REPRESENTATIONS AND WARRANTIES OF THE PURCHASER

The Purchaser represents and warrants to the Company that the statements contained in this Article III are correct and complete as of the Closing.

Section 3.1 No Distribution. The Purchaser is purchasing the Securities for its own account and not with a present view toward the public sale or distribution thereof and has no intention of selling or distributing any of such Securities or of forming any arrangement or understanding with any other person or entity regarding the sale or distribution of the Securities except as would not result in a violation of the Securities Act. Purchaser will not, directly or indirectly, offer, sell, pledge, transfer or otherwise dispose of (or solicit any offers to buy, purchase or otherwise acquire or take a pledge of) any of the Securities except in accordance with the Securities Act.

Section 3.2 Existence; Authority; Binding Effect. The Purchaser is duly incorporated or organized, validly existing and in good standing under the laws of its jurisdiction of organization. The Purchaser has full legal capacity, power and authority to execute and deliver this Agreement, and any other agreements or instruments executed or to be executed by it in connection herewith and to consummate the transactions contemplated herein and therein. The execution, delivery and performance by the Purchaser of this Agreement and any other agreements or instruments executed or to be executed and delivered by the Purchaser in connection herewith, and the consummation of the transactions contemplated hereby and thereby by the Purchaser, have been duly and validly authorized and approved by the board of directors or other governing body of the Purchaser, and no other action on the part of the Purchaser is necessary in respect thereof. This Agreement is, and the other agreements and instruments executed hereunder by the Purchaser in connection herewith will be, a valid and binding obligation of the Purchaser, in each case, to the extent party thereto, enforceable in accordance with its respective terms, except as enforceability may be limited by applicable bankruptcy, insolvency or similar laws affecting the enforcement of creditors’ rights generally or by equitable principles relating to enforceability.

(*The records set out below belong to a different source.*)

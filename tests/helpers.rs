use chrono::{NaiveDate, NaiveTime, Utc};
use dojo_backend::config::AppConfig;
use dojo_backend::models::*;
use dojo_backend::repositories::*;
use dojo_backend::{setup, AppState};
use sqlx::SqlitePool;
use std::sync::Arc;
use uuid::Uuid;

/// Test application wrapping a provisioned pool, the repositories and the
/// full service stack (notifications stay disabled: no relay configured).
pub struct TestApp {
    pub pool: SqlitePool,
    pub state: Arc<AppState>,
    pub member_repo: Arc<MemberRepository>,
    pub class_repo: Arc<ClassRepository>,
    pub attendance_repo: Arc<AttendanceRepository>,
    pub promotion_repo: Arc<PromotionRepository>,
    pub payment_repo: Arc<PaymentRepository>,
    pub ledger_repo: Arc<LedgerRepository>,
}

impl TestApp {
    /// Create a TestApp from a migrated pool (as handed out by sqlx::test)
    pub async fn from_pool(pool: SqlitePool) -> Self {
        setup::run(&pool).await.expect("Failed to run provisioning");

        let state = Arc::new(AppState::new(pool.clone(), &AppConfig::default()));

        Self {
            pool: pool.clone(),
            member_repo: state.member_repo.clone(),
            class_repo: state.class_repo.clone(),
            attendance_repo: state.attendance_repo.clone(),
            promotion_repo: state.promotion_repo.clone(),
            payment_repo: state.payment_repo.clone(),
            ledger_repo: state.ledger_repo.clone(),
            state,
        }
    }
}

/// Helper function to create a test member
pub async fn create_test_member(app: &TestApp, name: &str, email: &str) -> Member {
    app.member_repo
        .create(NewMember {
            member_name: name.to_string(),
            email: Some(email.to_string()),
            phone: None,
            date_of_birth: None,
            join_date: Utc::now().date_naive(),
            membership_type: "monthly".to_string(),
            monthly_fee: 100.0,
            current_belt: "white".to_string(),
        })
        .await
        .expect("Failed to create test member")
}

/// Helper function to create a test member with an explicit join date and belt
pub async fn create_test_member_with(
    app: &TestApp,
    name: &str,
    email: &str,
    join_date: NaiveDate,
    belt: &str,
    monthly_fee: f64,
) -> Member {
    app.member_repo
        .create(NewMember {
            member_name: name.to_string(),
            email: Some(email.to_string()),
            phone: None,
            date_of_birth: None,
            join_date,
            membership_type: "monthly".to_string(),
            monthly_fee,
            current_belt: belt.to_string(),
        })
        .await
        .expect("Failed to create test member")
}

/// Helper function to create a test class
pub async fn create_test_class(app: &TestApp, name: &str, date: NaiveDate) -> DojoClass {
    create_test_class_with(app, name, date, 20, 25.0, 0.0).await
}

/// Helper function to create a test class with explicit capacity and fees
pub async fn create_test_class_with(
    app: &TestApp,
    name: &str,
    date: NaiveDate,
    max_capacity: i64,
    drop_in_fee: f64,
    member_fee: f64,
) -> DojoClass {
    app.class_repo
        .create(
            NewClass {
                class_name: name.to_string(),
                class_type: "fundamentals".to_string(),
                class_date: date,
                start_time: NaiveTime::from_hms_opt(18, 0, 0).unwrap(),
                end_time: NaiveTime::from_hms_opt(19, 30, 0).unwrap(),
                instructor: "Professor Silva".to_string(),
                location: Some("Main Mat".to_string()),
                max_capacity,
                drop_in_fee,
                member_fee,
            },
            90,
        )
        .await
        .expect("Failed to create test class")
}

/// Helper function to create a present attendance record
pub async fn create_test_attendance(app: &TestApp, class_id: Uuid, member_id: Uuid) -> Attendance {
    app.attendance_repo
        .create(
            class_id,
            member_id,
            "present",
            "member",
            false,
            0.0,
            "not_required",
            None,
        )
        .await
        .expect("Failed to create test attendance")
}

/// Helper function to record a completed payment directly at the repository
pub async fn create_test_payment(
    app: &TestApp,
    member_id: Uuid,
    amount: f64,
    payment_date: NaiveDate,
) -> Payment {
    app.payment_repo
        .create(NewPayment {
            member_id,
            payment_type: "monthly_membership".to_string(),
            amount,
            processing_fee: 0.0,
            net_amount: amount,
            payment_date,
            payment_method: "cash".to_string(),
            status: "completed".to_string(),
            receipt_number: None,
            reference_payment_id: None,
            reference_attendance_id: None,
            description: None,
        })
        .await
        .expect("Failed to create test payment")
}

/// Assert that two members are equal (ignoring timestamps)
pub fn assert_members_equal(a: &Member, b: &Member) {
    assert_eq!(a.id, b.id);
    assert_eq!(a.member_name, b.member_name);
    assert_eq!(a.email, b.email);
    assert_eq!(a.current_belt, b.current_belt);
}

/// Assert that two monetary amounts match to the cent
pub fn assert_money_eq(actual: f64, expected: f64) {
    assert!(
        (actual - expected).abs() < 0.005,
        "expected {:.2}, got {:.2}",
        expected,
        actual
    );
}
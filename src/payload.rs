//! Fixed-path navigation through the InnerTube search payload.
//!
//! The payload schema is undocumented and owned by YouTube. Every structural
//! assumption this crate makes about it goes through [`lookup`], so a schema
//! change surfaces as one [`ShapeError`] naming the path that no longer exists.

use serde_json::Value;
use std::fmt::Write as _;
use thiserror::Error;

/// One step of a path into the payload.
#[derive(Debug, Clone, Copy, PartialEq, Eq)]
pub enum Step {
  /// Object member.
  Key(&'static str),
  /// Array element by position.
  Index(usize),
  /// Final array element.
  Last,
}

#[derive(Error, Debug, Clone, PartialEq, Eq)]
#[error("unexpected search payload shape at `{path}`: expected {expected}")]
pub struct ShapeError {
  /// Dotted rendering of the path up to and including the failing step.
  pub path: String,
  pub expected: &'static str,
}

fn push_step(path: &mut String, step: Step) {
  match step {
    Step::Key(key) => {
      if !path.is_empty() {
        path.push('.');
      }
      path.push_str(key);
    }
    Step::Index(i) => {
      let _ = write!(path, "[{}]", i);
    }
    Step::Last => path.push_str("[-1]"),
  }
}

/// Render a path the same way errors report it.
pub fn render_path(steps: &[Step]) -> String {
  let mut path = String::new();
  for step in steps {
    push_step(&mut path, *step);
  }
  path
}

/// Walk `steps` from `root`.
pub fn lookup<'a>(root: &'a Value, steps: &[Step]) -> Result<&'a Value, ShapeError> {
  let mut current = root;
  let mut path = String::new();
  for step in steps {
    push_step(&mut path, *step);
    current = match *step {
      Step::Key(key) => current.get(key).ok_or_else(|| ShapeError { path: path.clone(), expected: "an object member" })?,
      Step::Index(i) => current.get(i).ok_or_else(|| ShapeError { path: path.clone(), expected: "an array element" })?,
      Step::Last => current
        .as_array()
        .and_then(|items| items.last())
        .ok_or_else(|| ShapeError { path: path.clone(), expected: "a non-empty array" })?,
    };
  }
  Ok(current)
}

/// [`lookup`] that additionally requires a string at the end of the path.
pub fn lookup_str<'a>(root: &'a Value, steps: &[Step]) -> Result<&'a str, ShapeError> {
  lookup(root, steps)?.as_str().ok_or_else(|| ShapeError { path: render_path(steps), expected: "a string" })
}

/// [`lookup`] that additionally requires an array at the end of the path.
pub fn lookup_array<'a>(root: &'a Value, steps: &[Step]) -> Result<&'a [Value], ShapeError> {
  lookup(root, steps)?.as_array().map(Vec::as_slice).ok_or_else(|| ShapeError { path: render_path(steps), expected: "an array" })
}

#[cfg(test)]
mod tests {
  use super::*;
  use serde_json::json;

  const PATH: &[Step] = &[Step::Key("a"), Step::Key("list"), Step::Index(1), Step::Key("name")];

  #[test]
  fn lookup_follows_keys_and_indices() {
    let v = json!({"a": {"list": [{"name": "zero"}, {"name": "one"}]}});
    assert_eq!(lookup_str(&v, PATH).unwrap(), "one");
  }

  #[test]
  fn lookup_last_takes_final_element() {
    let v = json!({"xs": [{"u": "low"}, {"u": "mid"}, {"u": "high"}]});
    let steps = [Step::Key("xs"), Step::Last, Step::Key("u")];
    assert_eq!(lookup_str(&v, &steps).unwrap(), "high");
  }

  #[test]
  fn missing_key_reports_path_so_far() {
    let v = json!({"a": {"other": []}});
    let err = lookup(&v, PATH).unwrap_err();
    assert_eq!(err.path, "a.list");
    assert_eq!(err.expected, "an object member");
  }

  #[test]
  fn index_out_of_range_is_shape_error() {
    let v = json!({"a": {"list": [{"name": "zero"}]}});
    let err = lookup(&v, PATH).unwrap_err();
    assert_eq!(err.path, "a.list[1]");
  }

  #[test]
  fn last_on_empty_array_is_shape_error() {
    let v = json!({"xs": []});
    let err = lookup(&v, &[Step::Key("xs"), Step::Last]).unwrap_err();
    assert_eq!(err.path, "xs[-1]");
    assert_eq!(err.expected, "a non-empty array");
  }

  #[test]
  fn wrong_leaf_type_is_shape_error() {
    let v = json!({"a": {"list": [{}, {"name": 7}]}});
    let err = lookup_str(&v, PATH).unwrap_err();
    assert_eq!(err.expected, "a string");
    assert_eq!(err.to_string(), "unexpected search payload shape at `a.list[1].name`: expected a string");
  }

  #[test]
  fn lookup_array_rejects_objects() {
    let v = json!({"a": {}});
    assert!(lookup_array(&v, &[Step::Key("a")]).is_err());
    let v = json!({"a": [1, 2]});
    assert_eq!(lookup_array(&v, &[Step::Key("a")]).unwrap().len(), 2);
  }
}
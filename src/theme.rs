use ratatui::style::Color;

pub struct Theme {
  pub name: &'static str,
  pub bg: Color,
  pub fg: Color,
  pub muted: Color,
  pub accent: Color,
  pub border: Color,
  pub highlight_fg: Color,
  pub highlight_bg: Color,
  pub stripe_bg: Color,
  pub status: Color,
  pub error: Color,
  pub key_fg: Color,
  pub key_bg: Color,
}

pub const THEMES: [Theme; 3] = [
  Theme {
    name: "ember",
    bg: Color::Rgb(24, 22, 22),
    fg: Color::Rgb(232, 226, 220),
    muted: Color::Rgb(140, 132, 126),
    accent: Color::Rgb(255, 78, 69),
    border: Color::Rgb(70, 62, 60),
    highlight_fg: Color::Rgb(255, 255, 255),
    highlight_bg: Color::Rgb(92, 38, 36),
    stripe_bg: Color::Rgb(30, 28, 28),
    status: Color::Rgb(250, 200, 110),
    error: Color::Rgb(255, 110, 100),
    key_fg: Color::Rgb(24, 22, 22),
    key_bg: Color::Rgb(200, 190, 182),
  },
  Theme {
    name: "tide",
    bg: Color::Rgb(16, 24, 32),
    fg: Color::Rgb(214, 226, 236),
    muted: Color::Rgb(118, 138, 156),
    accent: Color::Rgb(94, 196, 230),
    border: Color::Rgb(48, 66, 82),
    highlight_fg: Color::Rgb(255, 255, 255),
    highlight_bg: Color::Rgb(30, 74, 102),
    stripe_bg: Color::Rgb(20, 30, 40),
    status: Color::Rgb(150, 220, 170),
    error: Color::Rgb(240, 120, 120),
    key_fg: Color::Rgb(16, 24, 32),
    key_bg: Color::Rgb(170, 196, 214),
  },
  Theme {
    name: "paper",
    bg: Color::Rgb(250, 248, 242),
    fg: Color::Rgb(40, 40, 40),
    muted: Color::Rgb(120, 118, 110),
    accent: Color::Rgb(190, 30, 45),
    border: Color::Rgb(200, 196, 186),
    highlight_fg: Color::Rgb(20, 20, 20),
    highlight_bg: Color::Rgb(236, 220, 200),
    stripe_bg: Color::Rgb(242, 240, 232),
    status: Color::Rgb(150, 100, 20),
    error: Color::Rgb(180, 20, 20),
    key_fg: Color::Rgb(250, 248, 242),
    key_bg: Color::Rgb(90, 88, 84),
  },
];

/// Index of the theme called `name`, falling back to the first theme.
pub fn theme_index(name: Option<&str>) -> usize {
  name.and_then(|n| THEMES.iter().position(|t| t.name == n)).unwrap_or(0)
}

#[cfg(test)]
mod tests {
  use super::*;

  #[test]
  fn theme_names_are_unique() {
    for (i, a) in THEMES.iter().enumerate() {
      assert!(THEMES.iter().skip(i + 1).all(|b| b.name != a.name));
    }
  }

  #[test]
  fn theme_index_lookup() {
    assert_eq!(theme_index(Some("tide")), 1);
    assert_eq!(theme_index(Some("missing")), 0);
    assert_eq!(theme_index(None), 0);
  }
}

Section 3.3 No Violation. None of the execution and delivery of this Agreement, or any other agreements or instruments executed and delivered by the Purchaser in connection herewith, nor the performance of any obligations hereunder or thereunder by the Purchaser, will conflict with, or result in any violation of, under (i) the organizational documents of the Purchaser, including any limited liability company agreement, certificate of incorporation or bylaws or similar agreement; (ii) any law, order, writ, injunction or decree applicable to the Purchaser or by which any property or asset of the Purchaser is bound or affected; or (iii) any note, bond, mortgage, indenture, contract, agreement, lease, license, permit, franchise, or other instrument or obligation to which the Purchaser is a party or by which the Purchaser or any property or asset of the Purchaser is bound or affected. except in the case of clauses (ii) and (iii) as would not reasonably be expected to, individually or in the aggregate, prevent, impair or materially delay the ability of Purchaser to perform its obligations hereunder or prevent, impair or materially delay the consummation of the Transaction.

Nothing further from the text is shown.